Linde-Domingo and colleagues from the University of Birmingham and the Cardiff University Brain Research Imaging Centre, in Wales, recently investigated how our brains recall set memories and what this shows about the way in which we remember events.
"Memory is a reconstructive process, biased by personal knowledge and worldviews - sometimes we even remember events that never actually happened," says lead author Linde-Domingo, though, he adds, "exactly how memories are reconstructed in the brain, step by step, is currently not well-understood."
This is what the researchers have been trying to determine by "decoding" the process through which the brain finds and reconstructs memories.
The researchers found that the participants recalled more abstract information first - for example, whether the image was of an animal or a musical instrument.
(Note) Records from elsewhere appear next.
//! Endless Jumper entry point
//!
//! Handles platform-specific initialization and runs the game loop.

#[cfg(target_arch = "wasm32")]
use wasm_bindgen::prelude::*;

#[cfg(target_arch = "wasm32")]
mod wasm_game {
    use std::cell::RefCell;
    use std::rc::Rc;
    use wasm_bindgen::prelude::*;
    use web_sys::{HtmlElement, KeyboardEvent};

    use endless_jumper::audio::{AudioManager, SoundEffect};
    use endless_jumper::consts::*;
    use endless_jumper::platform::{dispatch_key, dom};
    use endless_jumper::renderer::{CanvasRenderState, FrameOptions};
    use endless_jumper::sim::{GameEvent, GameState, InputState, KeyTransition, tick};
    use endless_jumper::{HighScore, Settings, WebError, leaderboard};

    /// Game instance holding all state
    struct Game {
        state: GameState,
        render_state: CanvasRenderState,
        audio: AudioManager,
        settings: Settings,
        high_score: HighScore,
        accumulator: f32,
        last_time: f64,
        input: InputState,
    }

    impl Game {
        fn new(seed: u64, settings: Settings, render_state: CanvasRenderState) -> Self {
            let high_score = HighScore::load();
            let mut audio = AudioManager::new();
            audio.set_muted(!settings.jump_sound);
            Self {
                state: GameState::with_rules(seed, high_score.best, settings.rules()),
                render_state,
                audio,
                settings,
                high_score,
                accumulator: 0.0,
                last_time: 0.0,
                input: InputState::default(),
            }
        }

        /// Run simulation ticks for this frame
        fn update(&mut self, dt: f32) {
            let ticks = self
                .settings
                .frame_pacing
                .ticks_for(&mut self.accumulator, dt);
            for _ in 0..ticks {
                if self.state.is_over() {
                    break;
                }
                self.step();
            }
        }

        fn step(&mut self) {
            let events = tick(&mut self.state, &self.input);
            for event in events {
                self.handle_event(event);
            }
        }

        fn handle_event(&mut self, event: GameEvent) {
            match event {
                GameEvent::Jumped => self.audio.play(SoundEffect::Jump),
                GameEvent::Landed { platform_id, score } => {
                    log::debug!("Landed on platform {} (score {})", platform_id, score);
                }
                GameEvent::GameOver {
                    score,
                    new_high_score,
                    ..
                } => {
                    if new_high_score && self.high_score.record(score) {
                        self.high_score.save();
                        log::info!("New high score: {}", score);
                    }
                    if let Err(e) = show_game_over_popup(score) {
                        log::error!("Failed to show game over popup: {}", e);
                    }
                }
            }
        }

        /// Render the current frame
        fn render(&self) {
            self.render_state.render(&self.state);
        }
    }

    /// Fill in the final score and reveal the popup
    fn show_game_over_popup(score: u32) -> Result<(), WebError> {
        dom::element("finalScore")?.set_text_content(Some(&score.to_string()));
        let popup: HtmlElement = dom::element_as("popup")?;
        popup.style().set_property("display", "flex")?;
        Ok(())
    }

    pub async fn run() {
        console_error_panic_hook::set_once();
        console_log::init_with_level(log::Level::Info).expect("Failed to init logger");

        log::info!("Endless Jumper starting...");

        let settings = Settings::load();
        let options = FrameOptions {
            trail: settings.trail,
        };
        let render_state = match CanvasRenderState::new("gameCanvas", options) {
            Ok(r) => r,
            Err(e) => {
                log::error!("Cannot start without a canvas: {}", e);
                return;
            }
        };

        // Leaderboard loads in the background; failures never stop the game
        wasm_bindgen_futures::spawn_local(leaderboard::load_and_render());

        let seed = js_sys::Date::now() as u64;
        let game = Rc::new(RefCell::new(Game::new(seed, settings, render_state)));
        log::info!("Game initialized with seed: {}", seed);

        setup_input_handlers(game.clone());
        setup_restart_button();

        // Start game loop
        request_animation_frame(game);

        log::info!("Endless Jumper running!");
    }

    fn setup_input_handlers(game: Rc<RefCell<Game>>) {
        let Some(window) = web_sys::window() else {
            return;
        };

        for (event_name, transition) in [
            ("keydown", KeyTransition::Pressed),
            ("keyup", KeyTransition::Released),
        ] {
            let game = game.clone();
            let closure = Closure::<dyn FnMut(_)>::new(move |event: KeyboardEvent| {
                let mut g = game.borrow_mut();
                dispatch_key(&mut g.input, &event.key(), transition);
            });
            let _ = window
                .add_event_listener_with_callback(event_name, closure.as_ref().unchecked_ref());
            closure.forget();
        }

        // Window blur: keyup never arrives, so release everything
        {
            let closure = Closure::<dyn FnMut(_)>::new(move |_event: web_sys::Event| {
                game.borrow_mut().input.clear();
                log::info!("Input released (window blur)");
            });
            let _ =
                window.add_event_listener_with_callback("blur", closure.as_ref().unchecked_ref());
            closure.forget();
        }
    }

    fn request_animation_frame(game: Rc<RefCell<Game>>) {
        let Some(window) = web_sys::window() else {
            return;
        };
        let closure = Closure::once(move |time: f64| {
            game_loop(game, time);
        });
        let _ = window.request_animation_frame(closure.as_ref().unchecked_ref());
        closure.forget();
    }

    fn game_loop(game: Rc<RefCell<Game>>, time: f64) {
        {
            let mut g = game.borrow_mut();

            // Calculate delta time
            let dt = if g.last_time > 0.0 {
                ((time - g.last_time) / 1000.0) as f32
            } else {
                SIM_DT
            };
            g.last_time = time;

            g.update(dt);

            // The loop ends by not rescheduling; the last drawn frame stays up
            if g.state.is_over() {
                return;
            }
            g.render();
        }

        request_animation_frame(game);
    }

    fn setup_restart_button() {
        let Ok(btn) = dom::element("refreshButton") else {
            log::warn!("No restart button on the page");
            return;
        };
        let closure = Closure::<dyn FnMut(_)>::new(move |_event: web_sys::MouseEvent| {
            // A full reload recreates every piece of state
            if let Some(window) = web_sys::window() {
                let _ = window.location().reload();
            }
        });
        let _ = btn.add_event_listener_with_callback("click", closure.as_ref().unchecked_ref());
        closure.forget();
    }
}

#[cfg(target_arch = "wasm32")]
#[wasm_bindgen(start)]
pub async fn wasm_main() {
    wasm_game::run().await;
}

#[cfg(not(target_arch = "wasm32"))]
fn main() {
    use endless_jumper::Settings;
    use endless_jumper::sim::{GameEvent, GameState};

    env_logger::init();
    log::info!("Endless Jumper (native) starting...");
    log::info!("Native mode runs a headless autopilot session - use `trunk serve` to play");

    let args = headless::Args::parse(std::env::args().skip(1));
    let settings = if args.classic {
        Settings::classic()
    } else {
        Settings::default()
    };
    let mut state = GameState::with_rules(args.seed, 0, settings.rules());
    log::info!("Seed {} with {:?}", args.seed, state.rules);

    for _ in 0..args.max_ticks {
        let input = headless::autopilot(&state);
        for event in endless_jumper::sim::tick(&mut state, &input) {
            match event {
                GameEvent::Landed { platform_id, score } => {
                    log::debug!("Landed on platform {} (score {})", platform_id, score)
                }
                GameEvent::GameOver { score, .. } => log::info!("Run ended with score {}", score),
                GameEvent::Jumped => {}
            }
        }
        if state.is_over() {
            break;
        }
    }

    println!(
        "ticks={} score={} platforms={} x={:.0}",
        state.time_ticks,
        state.score,
        state.platforms.len(),
        state.player.pos.x
    );
    if args.json {
        match serde_json::to_string_pretty(&state) {
            Ok(json) => println!("{}", json),
            Err(e) => log::error!("Failed to serialize state: {}", e),
        }
    }
}

#[cfg(target_arch = "wasm32")]
fn main() {
    // WASM entry point is wasm_main, this is just to satisfy the compiler
}

#[cfg(not(target_arch = "wasm32"))]
mod headless {
    use endless_jumper::sim::{GameState, InputState};

    /// `endless-jumper [seed] [max-ticks] [--classic] [--json]`
    pub struct Args {
        pub seed: u64,
        pub max_ticks: u64,
        pub classic: bool,
        pub json: bool,
    }

    impl Args {
        pub fn parse(args: impl Iterator<Item = String>) -> Self {
            let mut parsed = Self {
                seed: 12345,
                max_ticks: 60 * 60,
                classic: false,
                json: false,
            };
            let mut positional = 0;
            for arg in args {
                match arg.as_str() {
                    "--classic" => parsed.classic = true,
                    "--json" => parsed.json = true,
                    other => {
                        let Ok(value) = other.parse::<u64>() else {
                            log::warn!("Ignoring argument `{}`", other);
                            continue;
                        };
                        match positional {
                            0 => parsed.seed = value,
                            1 => parsed.max_ticks = value,
                            _ => log::warn!("Ignoring extra argument `{}`", other),
                        }
                        positional += 1;
                    }
                }
            }
            parsed
        }
    }

    /// Run right and jump off the end of whatever platform we stand on
    pub fn autopilot(state: &GameState) -> InputState {
        let player = &state.player;
        let standing_on = state.platforms.iter().find(|p| {
            player.grounded
                && (p.pos.y - player.bottom()).abs() < 0.5
                && player.pos.x + player.size.x > p.pos.x
                && player.pos.x < p.pos.x + p.size.x
        });
        let near_edge = standing_on
            .map(|p| player.pos.x + player.size.x >= p.pos.x + p.size.x - 10.0)
            .unwrap_or(false);

        InputState {
            left: false,
            right: true,
            jump: near_edge,
        }
    }
}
However, they noticed that the participants' brains did not recall any details of the object's appearance at first - this step, the investigators say, came later.
"We were able to show that the participants were retrieving higher-level abstract information, such as whether they were thinking of an animal or an inanimate object, shortly after they heard the reminder word," notes the study's senior author, neuroscientist Maria Wimber, Ph.D.
"It was only later that they retrieved the specific details, for example whether they had been looking at a color object or a black-and-white outline," she adds.
When a person sees a complex object for the first time, the investigators explain, the brain initially records the small details, such as color schemes or patterns.
Only afterward does the brain take note of the abstract category to which the object belongs - such as animal, plant, or piece of furniture.
"If our memories prioritize conceptual information, this also has consequences for how our memories change when we repeatedly retrieve them," explains Linde-Domingo, adding, "it suggests they will become more abstract and gist-like with each retrieval."